Juneteenth National Independence Day

We celebrate Juneteenth, a celebration of the Emancipation Declaration that started in Galveston Texas, June 19th, 1865, the historic day slavery was abolished in Texas. Even though the Emancipation Proclamation was made effective in 1863, it could not be implemented in places still under Confederate control. As a result, in the westernmost Confederate state of Texas, enslaved people would not be free until much later. Freedom finally came on June 19, 1865, when some 2,000 Union troops under the command of General Gordon Granger arrived in Galveston Bay, Texas. The army announced that the more than 250,000 enslaved black people in the state, were free by executive decree. This day came to be known as “Juneteenth,” by the newly freed people in Texas.

Today, uniformed members of Lt. Cmdr. Edward Lea, USN Camp 2 of the Sons of Union Veterans of the Civil War will gather at historic Ashton Villa in Galveston and Brother Stephen Duncan will recreate the reading of the General Order, No. 3 issued by General Granger on June 19, 1865.

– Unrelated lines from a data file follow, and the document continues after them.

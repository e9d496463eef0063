//! Error taxonomy for the scheduler core.
//!
//! Parse and computation errors (`LogCorrupted`, `NoValidSchedule`,
//! `InvalidRepeat`) are recovered locally by the reconciler: the observable
//! state degrades to `Unavailable` and the next poll retries. Device and
//! transmission errors abort the run they belong to but leave the scheduler
//! healthy for the next cycle.

use thiserror::Error;

/// Errors that can occur in the schedule log, calculator, and executor.
#[derive(Debug, Error)]
pub enum ScheduleError {
    /// A line in the schedule log could not be parsed. Fatal for the whole
    /// read; the reconciler must not attempt partial recovery.
    #[error("schedule log corrupted at line {line}: {reason}")]
    LogCorrupted { line: usize, reason: String },

    /// No `SCHEDULED` entry, or the latest one is in the future.
    #[error("schedule log contains no valid SCHEDULED entry")]
    NoValidSchedule,

    /// The active `SCHEDULED` entry has a non-positive repeat interval.
    #[error("schedule repeat interval must be a positive number of minutes")]
    InvalidRepeat,

    /// The device chain of the active schedule is empty.
    #[error("schedule has an empty device chain")]
    EmptyChain,

    /// A chain run named a device that is not in the registry.
    #[error("device not found in registry: {0}")]
    DeviceNotFound(String),

    /// The transmission collaborator reported failure.
    #[error("transmission failed: {0}")]
    TransmissionFailed(String),

    /// A chain run was requested while another is in progress.
    #[error("a schedule run is already in progress")]
    AlreadyRunning,

    /// Filesystem I/O error on the schedule log.
    #[error("IO error: {0}")]
    Io(#[from] std::io::Error),

    /// Filesystem watcher error.
    #[error("watcher error: {0}")]
    Notify(#[from] notify::Error),
}

/// Result alias for scheduler operations.
pub type Result<T> = std::result::Result<T, ScheduleError>;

Texas was the first state to recognize the date by enacted law, in 1980, and it became a federal holiday on June 17, 2021 when the Juneteenth National Independence Day Act was signed into law.

Happy Juneteenth to One and All !!

General Order No. 3

The people are informed that in accordance with a Proclamation from the Executive of the United States, all slaves are free. This involves an absolute equality of personal rights and rights of property, between former masters and slaves, and the connection heretofore existing between them, become that between employer and hired labor. The freed are advised to remain at their present homes, and work for wages. They are informed that they will not be allowed to collect at military posts; and that they will not be supported in idleness either there or elsewhere.